To this end, Grand Theft Space's potential is huge, with its creators likening it to Garry's Mod and Kerbal Space Program. It's early days yet, but I'd fix your telescope firmly on this one. 

Oh, and I also really like the cover of this month's PC Gamer UK magazine which went on sale this week. 

James Davenport: Total conversion

This is a snide high, but knowing that I'm going to die someday and none of this will matter makes it OK. I'm a huge Metroid fan. With parents that didn't let me play games growing up, it's all I had on my secret Gameboy for years. Fusion, Zero Mission, emulators on my PC—I sunk days of my life into playing those games over and over again. But after the iffy Metroid Prime 3, Nintendo let the series sit for awhile. In that time, indie devs took it on themselves to fill the space with excellent takes on the subgenre. 

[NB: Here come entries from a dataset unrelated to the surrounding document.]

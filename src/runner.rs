use crate::combine::{CombineFn, ReceiptStatsFn};
use crate::config::EngineConfig;
use crate::engine::{BatchedEngine, ParallelEngine, SequentialEngine};
use crate::hook::{ItemHook, NoDelay};
use crate::model::Receipt;
use crate::statistics::ReceiptStatistics;
use anyhow::Result;
use log::debug;

/// Which engine a [`Runner`] drives.
#[derive(Clone, Copy, Debug, Default, PartialEq, Eq)]
pub enum ExecMode {
    Sequential,
    #[default]
    Parallel,
    Batched,
}

impl ExecMode {
    pub const ALL: [ExecMode; 3] = [ExecMode::Sequential, ExecMode::Parallel, ExecMode::Batched];
}

/// Picks an engine and configuration, then runs receipt statistics (or any
/// other [`CombineFn`]) through it.
#[derive(Clone, Debug, Default)]
pub struct Runner {
    pub mode: ExecMode,
    pub config: EngineConfig,
}

impl Runner {
    #[must_use]
    pub fn new(mode: ExecMode, config: EngineConfig) -> Self {
        Self { mode, config }
    }

    #[must_use]
    pub fn sequential() -> Self {
        Self::new(ExecMode::Sequential, EngineConfig::default())
    }

    #[must_use]
    pub fn parallel(config: EngineConfig) -> Self {
        Self::new(ExecMode::Parallel, config)
    }

    #[must_use]
    pub fn batched(config: EngineConfig) -> Self {
        Self::new(ExecMode::Batched, config)
    }

    /// Receipt statistics with no per-item hook.
    ///
    /// # Errors
    /// Fails on invalid configuration or when the batched pipeline fails or
    /// times out.
    pub fn run(&self, records: &[Receipt]) -> Result<ReceiptStatistics> {
        self.run_with_hook(records, &NoDelay)
    }

    /// Receipt statistics, calling `hook` before each record is folded.
    ///
    /// # Errors
    /// See [`run`](Self::run); hook errors are propagated too.
    pub fn run_with_hook<H>(&self, records: &[Receipt], hook: &H) -> Result<ReceiptStatistics>
    where
        H: ItemHook<Receipt> + ?Sized,
    {
        self.run_combine(records, &ReceiptStatsFn::new(self.config.top_n), hook)
    }

    /// Run an arbitrary combiner through the selected engine.
    ///
    /// # Errors
    /// See [`run_with_hook`](Self::run_with_hook).
    pub fn run_combine<T, A, O, C, H>(&self, records: &[T], comb: &C, hook: &H) -> Result<O>
    where
        T: Sync,
        A: Send,
        C: CombineFn<T, A, O> + ?Sized,
        H: ItemHook<T> + ?Sized,
    {
        debug!("running {:?} over {} records", self.mode, records.len());
        match self.mode {
            ExecMode::Sequential => SequentialEngine::new().run(records, comb, hook),
            ExecMode::Parallel => ParallelEngine::new(&self.config)?.run(records, comb, hook),
            ExecMode::Batched => {
                let done = BatchedEngine::new(&self.config)?.run(records, comb, hook)?;
                debug!("batched flow: {:?}", done.flow);
                Ok(done.output)
            }
        }
    }
}

impl ReceiptStatistics {
    /// Statistics of `records` using the default parallel runner.
    ///
    /// # Errors
    /// Fails only if the worker pool cannot be built.
    pub fn compute(records: &[Receipt]) -> Result<Self> {
        Runner::default().run(records)
    }
}
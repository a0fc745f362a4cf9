//! Engine configuration.
//!
//! [`EngineConfig`] is the whole tuning surface the engines consume. It has
//! sensible defaults, fluent `with_*` setters, and can be deserialized from
//! JSON so a benchmark harness can keep its settings in a file.
//!
//! ```
//! use receiptflow::EngineConfig;
//!
//! let cfg = EngineConfig::from_json_str(r#"{ "min_batch_size": 64, "workers": 2 }"#)?;
//! assert_eq!(cfg.min_batch_size, 64);
//! assert_eq!(cfg.batch_size, EngineConfig::default().batch_size);
//! # Ok::<_, anyhow::Error>(())
//! ```

use crate::ranking::DEFAULT_TOP_LIMIT;
use crate::splitter::DEFAULT_MIN_BATCH_SIZE;
use anyhow::{Context, Result, ensure};
use serde::{Deserialize, Serialize};
use std::time::Duration;

/// Records per batch in the batched pipeline.
pub const DEFAULT_BATCH_SIZE: usize = 256;

/// Wait bound for batched pipeline completion.
pub const DEFAULT_COMPLETION_TIMEOUT_MS: u64 = 60_000;

/// Upper bound on `max_in_flight`; the batch channel preallocates this many slots.
pub const MAX_IN_FLIGHT_LIMIT: usize = 1 << 16;

#[derive(Clone, Debug, PartialEq, Eq, Serialize, Deserialize)]
#[serde(default, deny_unknown_fields)]
pub struct EngineConfig {
    /// Leaf size at which the range splitter stops splitting.
    pub min_batch_size: usize,
    /// Worker threads for the parallel pool and the batched pipeline.
    pub workers: usize,
    /// Records per batch in the batched pipeline.
    pub batch_size: usize,
    /// Batches the batched pipeline may have requested but not yet merged.
    pub max_in_flight: usize,
    /// How long a batched run may take before it is reported as timed out.
    pub completion_timeout_ms: u64,
    /// Entries kept in every bounded ranking.
    pub top_n: usize,
}

impl Default for EngineConfig {
    fn default() -> Self {
        let workers = num_cpus::get().max(1);
        Self {
            min_batch_size: DEFAULT_MIN_BATCH_SIZE,
            workers,
            batch_size: DEFAULT_BATCH_SIZE,
            max_in_flight: 2 * workers,
            completion_timeout_ms: DEFAULT_COMPLETION_TIMEOUT_MS,
            top_n: DEFAULT_TOP_LIMIT,
        }
    }
}

impl EngineConfig {
    /// Parse a (possibly partial) JSON object; missing fields take defaults.
    ///
    /// # Errors
    /// Fails on malformed JSON, unknown fields, or values rejected by
    /// [`validate`](Self::validate).
    pub fn from_json_str(json: &str) -> Result<Self> {
        let cfg: Self = serde_json::from_str(json).context("parsing engine configuration")?;
        cfg.validate()?;
        Ok(cfg)
    }

    /// Check every knob is usable.
    ///
    /// # Errors
    /// Fails when a size, count or timeout is zero, when `max_in_flight`
    /// exceeds [`MAX_IN_FLIGHT_LIMIT`], or when `max_in_flight * batch_size`
    /// does not fit in a `usize`.
    pub fn validate(&self) -> Result<()> {
        ensure!(self.min_batch_size >= 1, "min_batch_size must be at least 1");
        ensure!(self.workers >= 1, "workers must be at least 1");
        ensure!(self.batch_size >= 1, "batch_size must be at least 1");
        ensure!(self.max_in_flight >= 1, "max_in_flight must be at least 1");
        ensure!(
            self.max_in_flight <= MAX_IN_FLIGHT_LIMIT,
            "max_in_flight must be at most {MAX_IN_FLIGHT_LIMIT}"
        );
        ensure!(
            self.max_in_flight.checked_mul(self.batch_size).is_some(),
            "max_in_flight * batch_size overflows"
        );
        ensure!(self.completion_timeout_ms > 0, "completion_timeout_ms must be positive");
        Ok(())
    }

    #[must_use]
    pub const fn completion_timeout(&self) -> Duration {
        Duration::from_millis(self.completion_timeout_ms)
    }

    #[must_use]
    pub const fn with_min_batch_size(mut self, n: usize) -> Self {
        self.min_batch_size = n;
        self
    }

    #[must_use]
    pub const fn with_workers(mut self, n: usize) -> Self {
        self.workers = n;
        self
    }

    #[must_use]
    pub const fn with_batch_size(mut self, n: usize) -> Self {
        self.batch_size = n;
        self
    }

    #[must_use]
    pub const fn with_max_in_flight(mut self, n: usize) -> Self {
        self.max_in_flight = n;
        self
    }

    #[must_use]
    pub fn with_completion_timeout(mut self, timeout: Duration) -> Self {
        self.completion_timeout_ms = u64::try_from(timeout.as_millis()).unwrap_or(u64::MAX);
        self
    }

    #[must_use]
    pub const fn with_top_n(mut self, n: usize) -> Self {
        self.top_n = n;
        self
    }
}

#[cfg(test)]
mod tests {
    use super::*;

    #[test]
    fn defaults_are_valid() {
        let cfg = EngineConfig::default();
        cfg.validate().unwrap();
        assert_eq!(cfg.min_batch_size, 256);
        assert_eq!(cfg.top_n, 5);
        assert_eq!(cfg.max_in_flight, 2 * cfg.workers);
    }

    #[test]
    fn zero_values_are_rejected() {
        assert!(EngineConfig::default().with_workers(0).validate().is_err());
        assert!(EngineConfig::default().with_batch_size(0).validate().is_err());
        assert!(
            EngineConfig::default()
                .with_completion_timeout(Duration::ZERO)
                .validate()
                .is_err()
        );
    }

    #[test]
    fn in_flight_product_overflow_is_rejected() {
        let cfg = EngineConfig::default()
            .with_batch_size(usize::MAX / 2 + 1)
            .with_max_in_flight(2);
        let err = cfg.validate().unwrap_err();
        assert!(err.to_string().contains("overflows"), "{err}");
        let single = EngineConfig::default()
            .with_batch_size(usize::MAX)
            .with_max_in_flight(1);
        assert!(single.validate().is_ok());
    }

    #[test]
    fn oversized_in_flight_window_is_rejected() {
        let cfg = EngineConfig::default().with_max_in_flight(usize::MAX);
        assert!(cfg.validate().is_err());
        let cfg = EngineConfig::default().with_max_in_flight(MAX_IN_FLIGHT_LIMIT);
        assert!(cfg.validate().is_ok());
    }

    #[test]
    fn json_rejects_unknown_fields() {
        let err = EngineConfig::from_json_str(r#"{ "batchsize": 3 }"#).unwrap_err();
        assert!(format!("{err:#}").contains("unknown field"));
    }
}
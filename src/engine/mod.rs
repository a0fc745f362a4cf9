//! Aggregation engines.
//!
//! All three engines drive the same [`CombineFn`] over a borrowed slice of
//! records and must produce equal outputs for equal inputs. They differ only
//! in how the work is scheduled:
//!
//! * [`SequentialEngine`] folds the records in order on the calling thread.
//! * [`ParallelEngine`] recursively splits the input with a
//!   [`RangeSplitter`](crate::splitter::RangeSplitter) and merges partial
//!   accumulators up a fork/join tree on a dedicated rayon pool.
//! * [`BatchedEngine`] streams fixed-size batches from a producer thread to a
//!   worker pool under demand-driven backpressure, merging partials in a
//!   single reducer.

mod batched;
mod parallel;
mod sequential;

pub use batched::{
    BatchedEngine, Completed, FlowSnapshot, PipelineError, RecordSource, slice_source,
};
pub use crate::cancel::CancelToken;
pub use parallel::ParallelEngine;
pub use sequential::SequentialEngine;

use crate::combine::CombineFn;
use crate::hook::ItemHook;
use anyhow::Result;

/// Fold `items` into a fresh accumulator, calling `hook` before each one.
pub(crate) fn fold_into<'a, T, A, O, C, H>(
    items: impl IntoIterator<Item = &'a T>,
    comb: &C,
    hook: &H,
) -> Result<A>
where
    T: 'a,
    C: CombineFn<T, A, O> + ?Sized,
    H: ItemHook<T> + ?Sized,
{
    let mut acc = comb.create();
    for item in items {
        hook.before_item(item)?;
        comb.add_input(&mut acc, item);
    }
    Ok(acc)
}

Axiom Verge, Hollow Knight, The Aquatic Adventure of the Last Human, and more have since evolved and entirely supplanted anything Nintendo has ever put out, including the latest surprise Metroid game, Samus Returns on the 3DS. I had to try it, of course, and it doesn't hold a candle to anything I've played on the PC made in the same spirit since then. Initially, I was sad Nintendo left their best series behind. But now I'm happy to see it thriving on the PC, free from PlaySkool hardware (that I buy without question anyway, heh).